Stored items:
┄┄┄┄┄┄┄┄┄┄
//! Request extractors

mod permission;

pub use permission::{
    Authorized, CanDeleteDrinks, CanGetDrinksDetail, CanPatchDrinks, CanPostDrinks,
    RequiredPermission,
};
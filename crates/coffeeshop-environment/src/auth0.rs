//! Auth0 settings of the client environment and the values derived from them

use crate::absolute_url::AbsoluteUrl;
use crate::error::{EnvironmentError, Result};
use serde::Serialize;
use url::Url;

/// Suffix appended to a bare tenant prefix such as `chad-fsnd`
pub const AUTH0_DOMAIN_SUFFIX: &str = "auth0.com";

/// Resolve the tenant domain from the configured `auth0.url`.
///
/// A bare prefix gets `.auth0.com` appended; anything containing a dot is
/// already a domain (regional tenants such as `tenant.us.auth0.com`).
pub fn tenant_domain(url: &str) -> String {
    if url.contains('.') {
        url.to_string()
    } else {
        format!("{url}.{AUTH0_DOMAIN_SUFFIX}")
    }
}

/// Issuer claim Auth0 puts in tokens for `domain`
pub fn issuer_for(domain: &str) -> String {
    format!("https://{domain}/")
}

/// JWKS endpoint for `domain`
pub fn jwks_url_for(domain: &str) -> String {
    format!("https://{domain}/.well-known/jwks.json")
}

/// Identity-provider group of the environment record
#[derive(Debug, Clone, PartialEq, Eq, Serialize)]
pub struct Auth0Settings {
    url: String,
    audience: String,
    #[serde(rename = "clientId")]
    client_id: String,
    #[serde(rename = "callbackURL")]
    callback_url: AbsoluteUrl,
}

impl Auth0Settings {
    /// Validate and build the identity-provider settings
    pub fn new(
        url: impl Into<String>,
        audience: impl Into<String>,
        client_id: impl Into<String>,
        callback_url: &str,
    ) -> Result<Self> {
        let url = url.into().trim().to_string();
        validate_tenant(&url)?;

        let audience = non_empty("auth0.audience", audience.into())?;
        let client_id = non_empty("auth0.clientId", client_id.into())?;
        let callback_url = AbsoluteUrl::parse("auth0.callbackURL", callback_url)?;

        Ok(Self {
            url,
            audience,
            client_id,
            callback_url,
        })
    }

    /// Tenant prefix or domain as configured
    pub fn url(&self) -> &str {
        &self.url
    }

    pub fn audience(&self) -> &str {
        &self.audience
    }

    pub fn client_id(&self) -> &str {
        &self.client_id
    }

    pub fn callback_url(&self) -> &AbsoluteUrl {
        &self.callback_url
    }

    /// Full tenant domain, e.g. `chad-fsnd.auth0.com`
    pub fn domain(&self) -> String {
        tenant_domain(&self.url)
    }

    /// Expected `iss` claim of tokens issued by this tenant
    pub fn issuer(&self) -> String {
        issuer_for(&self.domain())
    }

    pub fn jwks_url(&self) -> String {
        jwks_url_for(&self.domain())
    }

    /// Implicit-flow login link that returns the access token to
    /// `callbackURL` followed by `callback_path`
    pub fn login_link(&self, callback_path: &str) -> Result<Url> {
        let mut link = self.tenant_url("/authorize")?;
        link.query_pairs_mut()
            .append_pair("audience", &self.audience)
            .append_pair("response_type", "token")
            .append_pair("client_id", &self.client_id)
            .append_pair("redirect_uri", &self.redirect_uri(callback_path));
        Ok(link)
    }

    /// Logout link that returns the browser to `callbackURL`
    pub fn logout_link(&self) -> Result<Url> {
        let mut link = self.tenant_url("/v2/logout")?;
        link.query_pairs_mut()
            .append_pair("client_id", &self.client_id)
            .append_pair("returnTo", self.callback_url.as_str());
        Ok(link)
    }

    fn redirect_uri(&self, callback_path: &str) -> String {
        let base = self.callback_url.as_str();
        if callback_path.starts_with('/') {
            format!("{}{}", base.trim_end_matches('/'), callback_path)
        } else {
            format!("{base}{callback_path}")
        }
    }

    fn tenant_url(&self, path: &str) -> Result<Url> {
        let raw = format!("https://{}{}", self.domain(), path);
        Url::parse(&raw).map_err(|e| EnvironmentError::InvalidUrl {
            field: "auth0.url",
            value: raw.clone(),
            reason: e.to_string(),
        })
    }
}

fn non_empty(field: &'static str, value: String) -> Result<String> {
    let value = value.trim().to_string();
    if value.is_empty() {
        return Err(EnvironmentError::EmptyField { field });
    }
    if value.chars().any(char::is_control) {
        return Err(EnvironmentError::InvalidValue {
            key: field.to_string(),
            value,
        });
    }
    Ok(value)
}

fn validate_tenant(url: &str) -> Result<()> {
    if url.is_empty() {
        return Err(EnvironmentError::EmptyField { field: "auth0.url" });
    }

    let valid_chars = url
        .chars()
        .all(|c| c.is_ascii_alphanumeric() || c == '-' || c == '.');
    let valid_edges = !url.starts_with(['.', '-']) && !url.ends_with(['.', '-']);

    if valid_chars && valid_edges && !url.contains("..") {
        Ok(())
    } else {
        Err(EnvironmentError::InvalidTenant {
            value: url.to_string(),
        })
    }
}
┄┄┄┄┄┄┄┄┄┄
Your response must consist of the entries, reproduced exactly.

TASK OUTPUT.
//! Request extractors

mod permission;

pub use permission::{
    Authorized, CanDeleteDrinks, CanGetDrinksDetail, CanPatchDrinks, CanPostDrinks,
    RequiredPermission,
};
filename crates/coffeeshop-environment/src/auth0.rs
//! Auth0 settings of the client environment and the values derived from them

use crate::absolute_url::AbsoluteUrl;
use crate::error::{EnvironmentError, Result};
use serde::Serialize;
use url::Url;

/// Suffix appended to a bare tenant prefix such as `chad-fsnd`
pub const AUTH0_DOMAIN_SUFFIX: &str = "auth0.com";

/// Resolve the tenant domain from the configured `auth0.url`.
///
/// A bare prefix gets `.auth0.com` appended; anything containing a dot is
/// already a domain (regional tenants such as `tenant.us.auth0.com`).
pub fn tenant_domain(url: &str) -> String {
    if url.contains('.') {
        url.to_string()
    } else {
        format!("{url}.{AUTH0_DOMAIN_SUFFIX}")
    }
}

/// Issuer claim Auth0 puts in tokens for `domain`
pub fn issuer_for(domain: &str) -> String {
    format!("https://{domain}/")
}

/// JWKS endpoint for `domain`
pub fn jwks_url_for(domain: &str) -> String {
    format!("https://{domain}/.well-known/jwks.json")
}

/// Identity-provider group of the environment record
#[derive(Debug, Clone, PartialEq, Eq, Serialize)]
pub struct Auth0Settings {
    url: String,
    audience: String,
    #[serde(rename = "clientId")]
    client_id: String,
    #[serde(rename = "callbackURL")]
    callback_url: AbsoluteUrl,
}

impl Auth0Settings {
    /// Validate and build the identity-provider settings
    pub fn new(
        url: impl Into<String>,
        audience: impl Into<String>,
        client_id: impl Into<String>,
        callback_url: &str,
    ) -> Result<Self> {
        let url = url.into().trim().to_string();
        validate_tenant(&url)?;

        let audience = non_empty("auth0.audience", audience.into())?;
        let client_id = non_empty("auth0.clientId", client_id.into())?;
        let callback_url = AbsoluteUrl::parse("auth0.callbackURL", callback_url)?;

        Ok(Self {
            url,
            audience,
            client_id,
            callback_url,
        })
    }

    /// Tenant prefix or domain as configured
    pub fn url(&self) -> &str {
        &self.url
    }

    pub fn audience(&self) -> &str {
        &self.audience
    }

    pub fn client_id(&self) -> &str {
        &self.client_id
    }

    pub fn callback_url(&self) -> &AbsoluteUrl {
        &self.callback_url
    }

    /// Full tenant domain, e.g. `chad-fsnd.auth0.com`
    pub fn domain(&self) -> String {
        tenant_domain(&self.url)
    }

    /// Expected `iss` claim of tokens issued by this tenant
    pub fn issuer(&self) -> String {
        issuer_for(&self.domain())
    }

    pub fn jwks_url(&self) -> String {
        jwks_url_for(&self.domain())
    }

    /// Implicit-flow login link that returns the access token to
    /// `callbackURL` followed by `callback_path`
    pub fn login_link(&self, callback_path: &str) -> Result<Url> {
        let mut link = self.tenant_url("/authorize")?;
        link.query_pairs_mut()
            .append_pair("audience", &self.audience)
            .append_pair("response_type", "token")
            .append_pair("client_id", &self.client_id)
            .append_pair("redirect_uri", &self.redirect_uri(callback_path));
        Ok(link)
    }

    /// Logout link that returns the browser to `callbackURL`
    pub fn logout_link(&self) -> Result<Url> {
        let mut link = self.tenant_url("/v2/logout")?;
        link.query_pairs_mut()
            .append_pair("client_id", &self.client_id)
            .append_pair("returnTo", self.callback_url.as_str());
        Ok(link)
    }

    fn redirect_uri(&self, callback_path: &str) -> String {
        let base = self.callback_url.as_str();
        if callback_path.starts_with('/') {
            format!("{}{}", base.trim_end_matches('/'), callback_path)
        } else {
            format!("{base}{callback_path}")
        }
    }

    fn tenant_url(&self, path: &str) -> Result<Url> {
        let raw = format!("https://{}{}", self.domain(), path);
        Url::parse(&raw).map_err(|e| EnvironmentError::InvalidUrl {
            field: "auth0.url",
            value: raw.clone(),
            reason: e.to_string(),
        })
    }
}

fn non_empty(field: &'static str, value: String) -> Result<String> {
    let value = value.trim().to_string();
    if value.is_empty() {
        return Err(EnvironmentError::EmptyField { field });
    }
    if value.chars().any(char::is_control) {
        return Err(EnvironmentError::InvalidValue {
            key: field.to_string(),
            value,
        });
    }
    Ok(value)
}

fn validate_tenant(url: &str) -> Result<()> {
    if url.is_empty() {
        return Err(EnvironmentError::EmptyField { field: "auth0.url" });
    }

    let valid_chars = url
        .chars()
        .all(|c| c.is_ascii_alphanumeric() || c == '-' || c == '.');
    let valid_edges = !url.starts_with(['.', '-']) && !url.ends_with(['.', '-']);

    if valid_chars && valid_edges && !url.contains("..") {
        Ok(())
    } else {
        Err(EnvironmentError::InvalidTenant {
            value: url.to_string(),
        })
    }
}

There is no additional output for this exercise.